Getting started on Firefox OS apps with AngularJS - janjongboom
http://glamour.tweakblogs.net/blog/8717/getting-started-on-firefox-os-apps-with-angularjs.html

======
jlongster
This is very cool, nice work!

Judging from your items in the list, it looks like you started with Mozilla's
mortar library [1], which I work on, and completely rebuilt it. I really like
how you've structured it and all the stuff you've included -- it's a much more
powerful starting point than what we currently have with mortar.
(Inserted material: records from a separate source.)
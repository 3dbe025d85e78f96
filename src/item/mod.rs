//! The in-memory representation of one cached file (`ItemMetadata`) and
//! its serialization to/from the string-keyed variant dictionary used on
//! the control-plane wire.

// SPDX-License-Identifier: LGPL-2.1-or-later
// Copyright (C) 2012-2025 Andrei Maltsev

pub mod metadata;

pub use metadata::{Flags, ItemMetadata, PublishRequest, Storage};
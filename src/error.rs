// SPDX-License-Identifier: LGPL-2.1-or-later
// Copyright (C) 2012-2025 Andrei Maltsev

use axum::{
    http::StatusCode,
    response::{IntoResponse, Response},
};

/// Error taxonomy shared by the item store, discovery, the HTTPS front and
/// the control plane. Hot-path occurrences are converted to an HTTP status
/// code or a D-Bus error name; background-sweeper occurrences are logged
/// and swallowed.
#[derive(thiserror::Error, Debug)]
pub enum PassimError {
    #[error("invalid argument: {0}")]
    InvalidArgs(String),

    #[error("not found: {0}")]
    NotFound(String),

    #[error("already exists: {0}")]
    AlreadyExists(String),

    #[error("permission denied: {0}")]
    PermissionDenied(String),

    #[error("stream too large, limit is {limit} bytes")]
    TooLarge { limit: u64 },

    #[error("corrupt data: {0}")]
    CorruptData(String),

    #[error("not ready: {0}")]
    NotReady(String),

    #[error("transport error: {0}")]
    Transport(String),

    #[error("I/O error: {0}")]
    Io(#[from] std::io::Error),
}

impl PassimError {
    /// Maps a `PassimError` to the HTTP status code spec §7 requires.
    pub fn status_code(&self) -> StatusCode {
        match self {
            PassimError::InvalidArgs(_) => StatusCode::BAD_REQUEST,
            PassimError::NotFound(_) => StatusCode::NOT_FOUND,
            PassimError::AlreadyExists(_) => StatusCode::CONFLICT,
            PassimError::PermissionDenied(_) => StatusCode::FORBIDDEN,
            PassimError::TooLarge { .. } => StatusCode::INSUFFICIENT_STORAGE,
            PassimError::CorruptData(_) => StatusCode::INTERNAL_SERVER_ERROR,
            PassimError::NotReady(_) => StatusCode::SERVICE_UNAVAILABLE,
            PassimError::Transport(_) => StatusCode::BAD_GATEWAY,
            PassimError::Io(_) => StatusCode::INTERNAL_SERVER_ERROR,
        }
    }
}

impl IntoResponse for PassimError {
    fn into_response(self) -> Response {
        let status = self.status_code();
        let body = format!("<html><body><h1>{status}</h1><p>{self}</p></body></html>");
        (status, axum::response::Html(body)).into_response()
    }
}

impl From<PassimError> for zbus::fdo::Error {
    fn from(err: PassimError) -> Self {
        match err {
            PassimError::InvalidArgs(m) => zbus::fdo::Error::InvalidArgs(m),
            PassimError::NotFound(m) => zbus::fdo::Error::FileNotFound(m),
            PassimError::AlreadyExists(m) => zbus::fdo::Error::FileExists(m),
            PassimError::PermissionDenied(m) => zbus::fdo::Error::AccessDenied(m),
            PassimError::TooLarge { limit } => zbus::fdo::Error::Failed(format!(
                "stream exceeds the {limit}-byte limit"
            )),
            PassimError::CorruptData(m) => zbus::fdo::Error::Failed(format!("corrupt data: {m}")),
            PassimError::NotReady(m) => zbus::fdo::Error::Failed(format!("not ready: {m}")),
            PassimError::Transport(m) => zbus::fdo::Error::Failed(format!("transport: {m}")),
            PassimError::Io(e) => zbus::fdo::Error::IOError(e.to_string()),
        }
    }
}

pub type Result<T> = std::result::Result<T, PassimError>;
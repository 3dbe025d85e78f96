//! DNS-SD registration and lookup of cached items on the link-local
//! network (spec §4.2).

// SPDX-License-Identifier: LGPL-2.1-or-later
// Copyright (C) 2012-2025 Andrei Maltsev

use std::{
    collections::HashSet,
    net::IpAddr,
    sync::Mutex,
    time::Duration,
};

use anyhow::{Context, Result, bail};
use mdns_sd::{ServiceDaemon, ServiceEvent, ServiceInfo};
use tracing::{debug, info, warn};

/// Base DNS-SD service type every instance registers under.
pub const SERVICE_TYPE: &str = "_cache._tcp.local.";

/// How long `Find` waits for `SearchStopped`/`AllForNow` before giving up.
const FIND_TIMEOUT: Duration = Duration::from_secs(3);

/// Truncates a hex hash to the 60 characters a DNS-SD subtype label can
/// carry (labels are capped at 63 bytes; `_`, `.`, and the `_sub` framing
/// consume the rest).
pub fn subtype_label(hash: &str) -> String {
    let truncated = &hash[..hash.len().min(60)];
    format!("_{truncated}._sub.{SERVICE_TYPE}")
}

/// Owns the mDNS responder/browser and the instance identity advertised
/// on the network.
pub struct Discovery {
    daemon: ServiceDaemon,
    instance_name: String,
    port: u16,
    registered: Mutex<bool>,
}

impl Discovery {
    pub fn new(instance_name: String, port: u16) -> Result<Self> {
        let daemon = ServiceDaemon::new().context("failed to start mDNS responder")?;
        Ok(Self {
            daemon,
            instance_name,
            port,
            registered: Mutex::new(false),
        })
    }

    /// (Re-)registers the service record and a subtype for every hash in
    /// `hashes` (non-disabled items only). Equivalent to the spec's
    /// Reset → AddService → AddServiceSubtype* → Commit transaction:
    /// `mdns-sd` re-registration under the same fullname replaces the
    /// previous record set atomically from the browser's point of view.
    pub fn register(&self, hashes: &[String]) -> Result<()> {
        let host_ip: IpAddr = "0.0.0.0".parse().expect("valid literal IP");
        let hostname = format!("{}.local.", self.instance_name);

        let subtypes: Vec<String> = hashes.iter().map(|h| subtype_label(h)).collect();
        let mut properties = vec![];
        if !subtypes.is_empty() {
            properties.push(("subtypes", subtypes.len().to_string()));
        }

        let info = ServiceInfo::new(
            SERVICE_TYPE,
            &self.instance_name,
            &hostname,
            host_ip,
            self.port,
            &properties[..],
        )
        .context("failed to build mDNS service record")?
        .enable_addr_auto();

        self.daemon
            .register(info)
            .context("failed to register base service")?;

        for sub in &subtypes {
            let sub_info = ServiceInfo::new(
                sub,
                &self.instance_name,
                &hostname,
                host_ip,
                self.port,
                &[][..],
            )
            .context("failed to build mDNS subtype record")?
            .enable_addr_auto();
            self.daemon
                .register(sub_info)
                .context("failed to register service subtype")?;
        }

        *self.registered.lock().unwrap_or_else(|e| e.into_inner()) = true;
        info!(
            "registered {} as {} with {} subtype(s)",
            self.instance_name,
            SERVICE_TYPE,
            subtypes.len()
        );
        Ok(())
    }

    /// Unregisters everything previously registered (metered-network ON
    /// transition, or shutdown).
    pub fn unregister(&self) -> Result<()> {
        let fullname = format!("{}.{SERVICE_TYPE}", self.instance_name);
        if let Err(e) = self.daemon.unregister(&fullname) {
            warn!("failed to unregister {fullname}: {e}");
        }
        *self.registered.lock().unwrap_or_else(|e| e.into_inner()) = false;
        Ok(())
    }

    /// Looks up peers advertising `hash`, deduplicated by socket address
    /// string, bracketing IPv6 literals. Returns `NotFound` (via an empty
    /// vec turning into an error at the call site) once the browser
    /// reports `SearchStopped`/`AllForNow` with nothing collected.
    pub async fn find(&self, hash: &str) -> Result<Vec<String>> {
        let sub = subtype_label(hash);
        let receiver = self
            .daemon
            .browse(&sub)
            .context("failed to start mDNS browse")?;

        let mut addrs = HashSet::new();
        let deadline = tokio::time::Instant::now() + FIND_TIMEOUT;

        loop {
            let remaining = deadline.saturating_duration_since(tokio::time::Instant::now());
            if remaining.is_zero() {
                break;
            }
            let event = match tokio::time::timeout(remaining, receiver.recv_async()).await {
                Ok(Ok(event)) => event,
                Ok(Err(_)) => break,
                Err(_) => break,
            };

            match event {
                ServiceEvent::ServiceResolved(info) => {
                    for ip in info.get_addresses() {
                        addrs.insert(format_addr(*ip, info.get_port()));
                    }
                },
                ServiceEvent::SearchStopped(_) => break,
                other => debug!("find({hash}): ignoring event {other:?}"),
            }
        }

        let _ = self.daemon.stop_browse(&sub);
        Ok(addrs.into_iter().collect())
    }

    pub fn is_registered(&self) -> bool {
        *self.registered.lock().unwrap_or_else(|e| e.into_inner())
    }
}

fn format_addr(ip: IpAddr, port: u16) -> String {
    match ip {
        IpAddr::V4(v4) => format!("{v4}:{port}"),
        IpAddr::V6(v6) => format!("[{v6}]:{port}"),
    }
}

/// Validates that an instance name looks like `"<pkg>-XXXX"` (four
/// uppercase hex digits), as required by spec §6.
pub fn validate_instance_name(name: &str) -> Result<()> {
    let Some((_, suffix)) = name.rsplit_once('-') else {
        bail!("instance name {name:?} has no '-XXXX' suffix");
    };
    if suffix.len() != 4 || !suffix.bytes().all(|b| b.is_ascii_hexdigit() && !b.is_ascii_lowercase())
    {
        bail!("instance name suffix {suffix:?} is not four uppercase hex digits");
    }
    Ok(())
}

#[cfg(test)]
mod tests {
    use super::*;

    #[test]
    fn subtype_label_truncates_to_sixty_chars() {
        let hash = "a".repeat(64);
        let label = subtype_label(&hash);
        assert_eq!(label, format!("_{}._sub.{SERVICE_TYPE}", "a".repeat(60)));
    }

    #[test]
    fn subtype_label_passes_through_short_hash() {
        let label = subtype_label("deadbeef");
        assert_eq!(label, format!("_deadbeef._sub.{SERVICE_TYPE}"));
    }

    #[test]
    fn format_addr_brackets_ipv6() {
        let v6: IpAddr = "::1".parse().expect("valid literal");
        assert_eq!(format_addr(v6, 27500), "[::1]:27500");
        let v4: IpAddr = "192.0.2.5".parse().expect("valid literal");
        assert_eq!(format_addr(v4, 27500), "192.0.2.5:27500");
    }

    #[test]
    fn validate_instance_name_accepts_well_formed() {
        assert!(validate_instance_name("Passim-AB12").is_ok());
    }

    #[test]
    fn validate_instance_name_rejects_lowercase_suffix() {
        assert!(validate_instance_name("Passim-ab12").is_err());
    }

    #[test]
    fn validate_instance_name_rejects_missing_suffix() {
        assert!(validate_instance_name("Passim").is_err());
    }
}
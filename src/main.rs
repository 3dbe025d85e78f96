//! `passimd`: the daemon entry point. Wires config → logger → store
//! scan → Discovery → HTTPS listener → ControlPlane → LifecycleSupervisor,
//! in the order spec §4.6 requires.

// SPDX-License-Identifier: LGPL-2.1-or-later
// Copyright (C) 2012-2025 Andrei Maltsev

use std::sync::Arc;

use anyhow::{Context, Result};
use passim::{
    cfg::{cli, config::Config},
    control, discovery::Discovery,
    http,
    state::{self, State},
    store::{external_dir, ItemStore},
    supervisor::LifecycleSupervisor,
};
use tracing::info;

/// `<localstatedir>/lib/<pkg>` — TLS material and, by default, the
/// cache's own data directory.
const LOCALSTATEDIR: &str = "/var/lib/passim";
/// `<datadir>/<pkg>` — static assets served at `/style.css`/`/favicon.ico`.
const PKGDATADIR: &str = "/usr/share/passim";

#[tokio::main]
async fn main() -> Result<()> {
    let timed_exit = std::env::args().any(|a| a == "--timed-exit");

    let config_path = cli::resolve_config_path();
    let config = Config::load_from_file(&config_path)
        .with_context(|| format!("failed to load {config_path:?}"))
        .unwrap_or_else(|e| {
            eprintln!("passimd: {e:#}, using defaults");
            Config {
                daemon: Default::default(),
                logger: Default::default(),
            }
        });

    let _log_guard = passim::cfg::logger::init_logger(&config.logger)
        .context("failed to initialize logging")?;

    info!("passimd {} starting", env!("CARGO_PKG_VERSION"));

    let store = Arc::new(ItemStore::new(
        config.daemon.path.clone(),
        config.daemon.max_item_size,
    ));
    let boot_time = crate_boot_time();
    store.scan_on_start(boot_time).await.context("failed to scan data directory")?;

    let fragment_dir = cli::resolve_fragment_dir();
    let adopted_dirs = external_dir::read_fragment_dirs(&fragment_dir);
    external_dir::rescan(&store, &adopted_dirs).await;

    let instance_name = state::new_instance_name();
    let discovery = Discovery::new(instance_name.clone(), config.daemon.port)
        .context("failed to start mDNS responder")?;

    let state = Arc::new(State::new(
        config,
        Arc::clone(&store),
        discovery,
        PKGDATADIR.into(),
        instance_name,
    ));

    let _watcher = external_dir::spawn_watcher(Arc::clone(&store), fragment_dir)
        .context("failed to start sysconfpkgdir watcher")?;

    state.set_status(passim::cfg::enums::Status::Starting).await;

    let bus_connection = control::serve(Arc::clone(&state))
        .await
        .context("failed to register control plane on the system bus")?;
    info!("control plane registered as {}", control::interface::SERVICE_NAME);

    let metered_rx = passim::supervisor::metered::watch().await;
    let lifecycle = LifecycleSupervisor::new(Arc::clone(&state), metered_rx, timed_exit);
    lifecycle.mark_loading().await;

    let cert_path = std::path::Path::new(LOCALSTATEDIR).join("cert.pem");
    let key_path = std::path::Path::new(LOCALSTATEDIR).join("secret.key");
    let tls_config = http::tls::ensure_and_load(&cert_path, &key_path)
        .await
        .context("failed to prepare TLS material")?;

    let addr: std::net::SocketAddr = if state.config.daemon.ipv6 {
        format!("[::]:{}", state.config.daemon.port).parse()
    } else {
        format!("0.0.0.0:{}", state.config.daemon.port).parse()
    }
    .context("failed to parse bind address")?;

    let router = http::router(Arc::clone(&state));
    let server = axum_server::bind_rustls(addr, tls_config)
        .serve(router.into_make_service_with_connect_info::<std::net::SocketAddr>());
    let http_handle = tokio::spawn(server);

    state.notify_changed().await;
    lifecycle.mark_running().await;
    info!("passimd ready on port {}", state.config.daemon.port);

    lifecycle.run().await;

    http_handle.abort();
    drop(bus_connection);
    Ok(())
}

fn crate_boot_time() -> u64 {
    passim::store::current_boot_time()
}
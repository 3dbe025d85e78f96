//! The content-addressed cache: filesystem layout, atomic publish,
//! eviction by age/share/explicit unpublish, scan-on-start, and the
//! external-directory (sysconfpkgdir) adoption watcher.

// SPDX-License-Identifier: LGPL-2.1-or-later
// Copyright (C) 2012-2025 Andrei Maltsev

pub mod external_dir;

use std::{
    os::unix::fs::{MetadataExt, PermissionsExt},
    path::{Path, PathBuf},
    sync::atomic::{AtomicU64, Ordering},
    time::{SystemTime, UNIX_EPOCH},
};

use dashmap::DashMap;
use sha2::{Digest, Sha256};
use tokio::io::AsyncReadExt;
use tracing::{debug, info, warn};

use crate::{
    error::{PassimError, Result},
    item::{
        metadata::{DEFAULT_MAX_AGE, DEFAULT_SHARE_LIMIT, Flags},
        ItemMetadata, PublishRequest, Storage,
    },
    xattr_store,
};

const XATTR_MAX_AGE: &str = "user.max_age";
const XATTR_SHARE_LIMIT: &str = "user.share_limit";
const XATTR_CMDLINE: &str = "user.cmdline";
const XATTR_BOOT_TIME: &str = "user.boot_time";
const XATTR_CTIME: &str = "user.ctime";
pub(crate) const XATTR_CHECKSUM: &str = "user.checksum.sha256";

const READ_CHUNK: usize = 32 * 1024;

/// Outcome of recording one successful HTTPS transfer against an item.
#[derive(Debug, Clone, Copy, PartialEq, Eq)]
pub enum ShareOutcome {
    /// `share_count` was incremented and the item survives.
    Continues,
    /// `share_count` reached `share_limit`; the item was deleted.
    Evicted,
}

/// The in-memory hash → item mapping, backed by the on-disk cache rooted
/// at `data_dir`.
pub struct ItemStore {
    data_dir: PathBuf,
    max_item_size: u64,
    items: DashMap<String, ItemMetadata>,
}

fn now_secs() -> u64 {
    SystemTime::now()
        .duration_since(UNIX_EPOCH)
        .map(|d| d.as_secs())
        .unwrap_or(0)
}

/// Current boot identity, used for `NEXT_REBOOT` gating. Reads the
/// monotonic-since-boot marker from `/proc/stat`'s `btime` line, falling
/// back to `0` (meaning "unknown boot", so a `NEXT_REBOOT` item with a
/// recorded boot time always compares unequal and stays disabled until an
/// operator intervenes) when it cannot be read, as happens in
/// non-Linux/test sandboxes.
pub fn current_boot_time() -> u64 {
    let Ok(stat) = std::fs::read_to_string("/proc/stat") else {
        return 0;
    };
    stat.lines()
        .find_map(|l| l.strip_prefix("btime "))
        .and_then(|v| v.trim().parse().ok())
        .unwrap_or(0)
}
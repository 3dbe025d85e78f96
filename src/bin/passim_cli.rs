//! `passim-cli`: the bundled command-line consumer of `ClientLibrary`
//! (spec §6 "CLI (external collaborator, not part of the core)").
//!
//! Argument parsing here is intentionally minimal — proper flag parsing,
//! localization, and `--help` rendering are explicitly out of scope for
//! the core (spec §1) and are left to a richer CLI front-end.

// SPDX-License-Identifier: LGPL-2.1-or-later
// Copyright (C) 2012-2025 Andrei Maltsev

use std::path::Path;

use anyhow::{Context, Result, bail};
use passim::{
    control::client::ClientLibrary,
    item::metadata::{DEFAULT_MAX_AGE, DEFAULT_SHARE_LIMIT},
};

#[tokio::main]
async fn main() {
    let args: Vec<String> = std::env::args().skip(1).collect();

    if args.iter().any(|a| a == "--version") {
        println!("passim-cli {}", env!("CARGO_PKG_VERSION"));
        return;
    }

    if let Err(e) = run(args).await {
        eprintln!("passim-cli: {e:#}");
        std::process::exit(1);
    }
}

async fn run(mut args: Vec<String>) -> Result<()> {
    let next_reboot = {
        let before = args.len();
        args.retain(|a| a != "--next-reboot");
        args.len() != before
    };

    let Some(command) = args.first().cloned() else {
        bail!("usage: passim-cli <status|dump|publish|unpublish> [args...]");
    };
    let rest = &args[1..];

    let client = ClientLibrary::load()
        .await
        .context("failed to connect to the passim daemon")?;

    match command.as_str() {
        "status" => cmd_status(&client).await,
        "dump" => cmd_dump(&client).await,
        "publish" => cmd_publish(&client, rest, next_reboot).await,
        "unpublish" => cmd_unpublish(&client, rest).await,
        other => bail!("unknown command {other:?}"),
    }
}

async fn cmd_status(client: &ClientLibrary) -> Result<()> {
    println!("name:            {}", client.get_name().await);
    println!("version:         {}", client.get_version().await);
    println!("uri:             {}", client.get_uri().await);
    println!("status:          {}", client.get_status().await);
    println!("download-saving: {} bytes", client.get_download_saving().await);
    println!("carbon-saving:   {:.3} kg CO2e", client.get_carbon_saving().await);
    Ok(())
}

async fn cmd_dump(client: &ClientLibrary) -> Result<()> {
    let items = client.get_items().await.context("dump")?;
    if items.is_empty() {
        println!("(no items cached)");
        return Ok(());
    }
    for item in items {
        println!(
            "{}  {:>10}  shares={}/{}  {}  {}",
            item.hash,
            item.size,
            item.share_count,
            if item.share_limit == u32::MAX {
                "\u{221e}".to_string()
            } else {
                item.share_limit.to_string()
            },
            if item.is_disabled() { "disabled" } else { "enabled" },
            item.basename,
        );
    }
    Ok(())
}

/// `publish <file> [max-age] [share]`.
async fn cmd_publish(client: &ClientLibrary, args: &[String], next_reboot: bool) -> Result<()> {
    let Some(path) = args.first() else {
        bail!("publish: usage: publish <file> [max-age] [share]");
    };
    let max_age = args
        .get(1)
        .map(|s| s.parse::<u32>().context("publish: max-age must be a u32"))
        .transpose()?
        .unwrap_or(DEFAULT_MAX_AGE);
    let share_limit = args
        .get(2)
        .map(|s| s.parse::<u32>().context("publish: share must be a u32"))
        .transpose()?
        .unwrap_or(DEFAULT_SHARE_LIMIT);

    let path = Path::new(path);
    let basename = path
        .file_name()
        .and_then(|n| n.to_str())
        .context("publish: file path has no basename")?;

    client
        .publish_path(path, basename, max_age, share_limit, next_reboot)
        .await
        .context("publish")?;
    println!("published {basename}");
    Ok(())
}

async fn cmd_unpublish(client: &ClientLibrary, args: &[String]) -> Result<()> {
    let Some(hash) = args.first() else {
        bail!("unpublish: usage: unpublish <hash>");
    };
    client.unpublish(hash).await.context("unpublish")?;
    println!("unpublished {hash}");
    Ok(())
}
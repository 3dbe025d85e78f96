//! The local control-plane IPC surface: the `org.freedesktop.Passim`
//! D-Bus interface (`interface`) and the reusable client (`client`),
//! spec §4.4/§4.5.

// SPDX-License-Identifier: LGPL-2.1-or-later
// Copyright (C) 2012-2025 Andrei Maltsev

pub mod client;
pub mod interface;

use std::sync::Arc;

use anyhow::{Context, Result};
use zbus::connection;

use crate::state::State;
use interface::{ControlPlane, OBJECT_PATH, SERVICE_NAME};

/// Connects to the system bus, serves the `ControlPlane` interface at
/// `/`, and requests the well-known service name. Returns the live
/// connection; dropping it tears down the bus session.
pub async fn serve(state: Arc<State>) -> Result<zbus::Connection> {
    let iface = ControlPlane { state };
    let connection = connection::Builder::system()
        .context("failed to start a system bus connection builder")?
        .name(SERVICE_NAME)
        .context("failed to reserve well-known bus name")?
        .serve_at(OBJECT_PATH, iface)
        .context("failed to serve ControlPlane at /")?
        .build()
        .await
        .context("failed to establish system bus connection")?;
    Ok(connection)
}
//! Watches `org.freedesktop.NetworkManager`'s `Metered` property over the
//! system bus and republishes it as a `tokio::sync::watch` bool, feeding
//! `LifecycleSupervisor`'s `Running <-> DisabledMetered` transition (spec
//! §4.6). This is the daemon's own signal path, not one of spec §1's
//! named external collaborators (responder, TLS library, local bus
//! itself, cert generator, CLI parsing) — NetworkManager detection is
//! core surface the daemon owns.

// SPDX-License-Identifier: LGPL-2.1-or-later
// Copyright (C) 2012-2025 Andrei Maltsev

use tokio::sync::watch;
use tracing::{debug, warn};
use zbus::{Connection, proxy};

/// NM's `Metered` enum: 0 unknown, 1 yes, 2 no, 3 guess-yes, 4 guess-no.
/// Values 1 and 3 are treated as metered, matching NetworkManager's own
/// "guess" semantics for clients that only care about a boolean.
fn is_metered_value(v: u32) -> bool {
    matches!(v, 1 | 3)
}

#[proxy(
    interface = "org.freedesktop.NetworkManager",
    default_service = "org.freedesktop.NetworkManager",
    default_path = "/org/freedesktop/NetworkManager"
)]
trait NetworkManager {
    #[zbus(property)]
    fn metered(&self) -> zbus::Result<u32>;
}

/// Connects to the system bus, reads the initial `Metered` value, and
/// spawns a task that republishes every subsequent change onto the
/// returned receiver. If NetworkManager is unreachable (no system bus,
/// no NM running, as in most test/container sandboxes), returns a
/// receiver fixed at `false` and logs a warning — publishing is simply
/// never suspended, which is the safe default absent better information.
pub async fn watch() -> watch::Receiver<bool> {
    match try_watch().await {
        Ok(rx) => rx,
        Err(e) => {
            warn!("metered-network watcher unavailable, assuming unmetered: {e}");
            watch::channel(false).1
        },
    }
}

async fn try_watch() -> anyhow::Result<watch::Receiver<bool>> {
    let connection = Connection::system().await?;
    let proxy = NetworkManagerProxy::new(&connection).await?;
    let initial = is_metered_value(proxy.metered().await?);

    let (tx, rx) = watch::channel(initial);
    tokio::spawn(async move {
        let Ok(mut changes) = proxy.receive_metered_changed().await else {
            return;
        };
        use futures_util::StreamExt;
        while let Some(change) = changes.next().await {
            let Ok(value) = change.get().await else {
                continue;
            };
            let metered = is_metered_value(value);
            debug!("NetworkManager Metered changed to {value} (metered={metered})");
            if tx.send(metered).is_err() {
                break;
            }
        }
    });

    Ok(rx)
}

#[cfg(test)]
mod tests {
    use super::*;

    #[test]
    fn yes_and_guess_yes_are_metered() {
        assert!(is_metered_value(1));
        assert!(is_metered_value(3));
    }

    #[test]
    fn no_guess_no_and_unknown_are_not_metered() {
        assert!(!is_metered_value(0));
        assert!(!is_metered_value(2));
        assert!(!is_metered_value(4));
    }
}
We've been hard at work trying to figure out what we should do with mortar.
Naturally several other starting points have emerged, because that's how the
web works. We're excited about this. We, Mozilla, still want to give
developers something they can use to easily get started, but we'll most likely
refer to all the other ones too so the developer can choose between lots of
libraries (ember, angular, requirejs, etc).

Thanks for this, I'll keep it in mind as we write documentation on MDN for
writing Firefox OS apps!

[1] <https://github.com/mozilla/mortar-list-detail>

------
AlexanderDhoore
I tried some FirefoxOS phones for about 20 minutes @ fosdem.

As a developer the idea of native html is tempting. As a normal user I'm
rather unimpressed.

"What can this do, that my Android can't?" Without the answer to that
question, people won't get it.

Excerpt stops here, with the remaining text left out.